use std::sync::Arc;

use anyhow::{Context, Result};
use tokio::{net::TcpListener, sync::broadcast, task::JoinHandle};
use tracing::{error, info, warn};

use sentinel_api::{create_app, AppState};
use sentinel_core::{
    traits::{Clock, SystemClock},
    AppConfig,
};
use sentinel_engine::{SeedReport, SimulationEngine};
use sentinel_infrastructure::{init_metrics, MetricsCollector, Repositories};

/// 主应用程序
///
/// 持有共享的仓储与模拟引擎，按配置启动模拟调度器和 API 服务器。
pub struct Application {
    config: AppConfig,
    repos: Repositories,
    engine: SimulationEngine,
    clock: Arc<dyn Clock>,
}

impl Application {
    /// 创建新的应用实例
    pub async fn new(config: AppConfig) -> Result<Self> {
        Self::with_clock(config, Arc::new(SystemClock)).await
    }

    pub async fn with_clock(config: AppConfig, clock: Arc<dyn Clock>) -> Result<Self> {
        info!("连接存储: {}", mask_database_url(&config.database.url));
        let repos = Repositories::connect(&config.database)
            .await
            .context("初始化存储失败")?;
        info!("存储后端: {}", repos.backend().as_str());

        if config.observability.metrics_enabled {
            init_metrics(&config.observability.metrics_bind_address)
                .context("启动指标导出器失败")?;
        }

        let engine = SimulationEngine::new(
            &repos,
            &config.simulation,
            clock.clone(),
            SimulationEngine::random_source(&config.simulation),
            MetricsCollector::new(),
        );

        Ok(Self {
            config,
            repos,
            engine,
            clock,
        })
    }

    pub fn engine(&self) -> &SimulationEngine {
        &self.engine
    }

    pub fn repositories(&self) -> &Repositories {
        &self.repos
    }

    /// 按配置初始化演示集群
    pub async fn seed(&self) -> Result<SeedReport> {
        if !self.config.simulation.seed_on_startup {
            info!("已关闭启动时初始化演示集群");
            return Ok(SeedReport::default());
        }
        self.engine
            .seeder
            .seed()
            .await
            .context("初始化演示集群失败")
    }

    /// 运行应用程序直到收到关闭信号
    pub async fn run(&self, shutdown_rx: broadcast::Receiver<()>) -> Result<()> {
        self.seed().await?;

        let mut handles: Vec<JoinHandle<()>> = Vec::new();

        if self.config.simulation.enabled {
            let scheduler = Arc::clone(&self.engine.scheduler);
            let shutdown_rx = shutdown_rx.resubscribe();
            handles.push(tokio::spawn(async move {
                scheduler.run(shutdown_rx).await;
            }));
        } else {
            warn!("模拟调度器已禁用");
        }

        if self.config.api.enabled {
            let listener = TcpListener::bind(&self.config.api.bind_address)
                .await
                .with_context(|| format!("绑定地址失败: {}", self.config.api.bind_address))?;
            handles.push(self.spawn_api(listener, shutdown_rx.resubscribe())?);
        }

        for handle in handles {
            if let Err(e) = handle.await {
                error!("组件任务异常退出: {}", e);
            }
        }

        self.repos.close().await;
        info!("所有组件已停止");
        Ok(())
    }

    /// 在给定监听器上启动 API 服务器
    pub fn spawn_api(
        &self,
        listener: TcpListener,
        mut shutdown_rx: broadcast::Receiver<()>,
    ) -> Result<JoinHandle<()>> {
        let state = AppState {
            repos: self.repos.clone(),
            engine: self.engine.clone(),
            clock: self.clock.clone(),
        };
        let app = create_app(state, &self.config.api);

        let address = listener.local_addr().context("读取监听地址失败")?;
        info!("API服务器启动在 http://{}", address);

        Ok(tokio::spawn(async move {
            let shutdown = async move {
                let _ = shutdown_rx.recv().await;
                info!("API服务器收到关闭信号");
            };
            if let Err(e) = axum::serve(listener, app.into_make_service())
                .with_graceful_shutdown(shutdown)
                .await
            {
                error!("API服务器运行失败: {}", e);
            }
        }))
    }
}

/// 屏蔽数据库URL中的敏感信息
fn mask_database_url(url: &str) -> String {
    if let Some(at_pos) = url.find('@') {
        if let Some(colon_pos) = url[..at_pos].rfind(':') {
            let mut masked = url.to_string();
            masked.replace_range(colon_pos + 1..at_pos, "***");
            return masked;
        }
    }
    url.to_string()
}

▸ Task brief: What you should produce is an exact restatement of all the material.

▸ Problem solution:
use std::sync::Arc;

use anyhow::{Context, Result};
use tokio::{net::TcpListener, sync::broadcast, task::JoinHandle};
use tracing::{error, info, warn};

use sentinel_api::{create_app, AppState};
use sentinel_core::{
    traits::{Clock, SystemClock},
    AppConfig,
};
use sentinel_engine::{SeedReport, SimulationEngine};
use sentinel_infrastructure::{init_metrics, MetricsCollector, Repositories};

/// 主应用程序
///
/// 持有共享的仓储与模拟引擎，按配置启动模拟调度器和 API 服务器。
pub struct Application {
    config: AppConfig,
    repos: Repositories,
    engine: SimulationEngine,
    clock: Arc<dyn Clock>,
}

impl Application {
    /// 创建新的应用实例
    pub async fn new(config: AppConfig) -> Result<Self> {
        Self::with_clock(config, Arc::new(SystemClock)).await
    }

    pub async fn with_clock(config: AppConfig, clock: Arc<dyn Clock>) -> Result<Self> {
        info!("连接存储: {}", mask_database_url(&config.database.url));
        let repos = Repositories::connect(&config.database)
            .await
            .context("初始化存储失败")?;
        info!("存储后端: {}", repos.backend().as_str());

        if config.observability.metrics_enabled {
            init_metrics(&config.observability.metrics_bind_address)
                .context("启动指标导出器失败")?;
        }

        let engine = SimulationEngine::new(
            &repos,
            &config.simulation,
            clock.clone(),
            SimulationEngine::random_source(&config.simulation),
            MetricsCollector::new(),
        );

        Ok(Self {
            config,
            repos,
            engine,
            clock,
        })
    }

    pub fn engine(&self) -> &SimulationEngine {
        &self.engine
    }

    pub fn repositories(&self) -> &Repositories {
        &self.repos
    }

    /// 按配置初始化演示集群
    pub async fn seed(&self) -> Result<SeedReport> {
        if !self.config.simulation.seed_on_startup {
            info!("已关闭启动时初始化演示集群");
            return Ok(SeedReport::default());
        }
        self.engine
            .seeder
            .seed()
            .await
            .context("初始化演示集群失败")
    }

    /// 运行应用程序直到收到关闭信号
    pub async fn run(&self, shutdown_rx: broadcast::Receiver<()>) -> Result<()> {
        self.seed().await?;

        let mut handles: Vec<JoinHandle<()>> = Vec::new();

        if self.config.simulation.enabled {
            let scheduler = Arc::clone(&self.engine.scheduler);
            let shutdown_rx = shutdown_rx.resubscribe();
            handles.push(tokio::spawn(async move {
                scheduler.run(shutdown_rx).await;
            }));
        } else {
            warn!("模拟调度器已禁用");
        }

        if self.config.api.enabled {
            let listener = TcpListener::bind(&self.config.api.bind_address)
                .await
                .with_context(|| format!("绑定地址失败: {}", self.config.api.bind_address))?;
            handles.push(self.spawn_api(listener, shutdown_rx.resubscribe())?);
        }

        for handle in handles {
            if let Err(e) = handle.await {
                error!("组件任务异常退出: {}", e);
            }
        }

        self.repos.close().await;
        info!("所有组件已停止");
        Ok(())
    }

    /// 在给定监听器上启动 API 服务器
    pub fn spawn_api(
        &self,
        listener: TcpListener,
        mut shutdown_rx: broadcast::Receiver<()>,
    ) -> Result<JoinHandle<()>> {
        let state = AppState {
            repos: self.repos.clone(),
            engine: self.engine.clone(),
            clock: self.clock.clone(),
        };
        let app = create_app(state, &self.config.api);

        let address = listener.local_addr().context("读取监听地址失败")?;
        info!("API服务器启动在 http://{}", address);

        Ok(tokio::spawn(async move {
            let shutdown = async move {
                let _ = shutdown_rx.recv().await;
                info!("API服务器收到关闭信号");
            };
            if let Err(e) = axum::serve(listener, app.into_make_service())
                .with_graceful_shutdown(shutdown)
                .await
            {
                error!("API服务器运行失败: {}", e);
            }
        }))
    }
}

/// 屏蔽数据库URL中的敏感信息
fn mask_database_url(url: &str) -> String {
    if let Some(at_pos) = url.find('@') {
        if let Some(colon_pos) = url[..at_pos].rfind(':') {
            let mut masked = url.to_string();
            masked.replace_range(colon_pos + 1..at_pos, "***");
            return masked;
        }
    }
    url.to_string()
}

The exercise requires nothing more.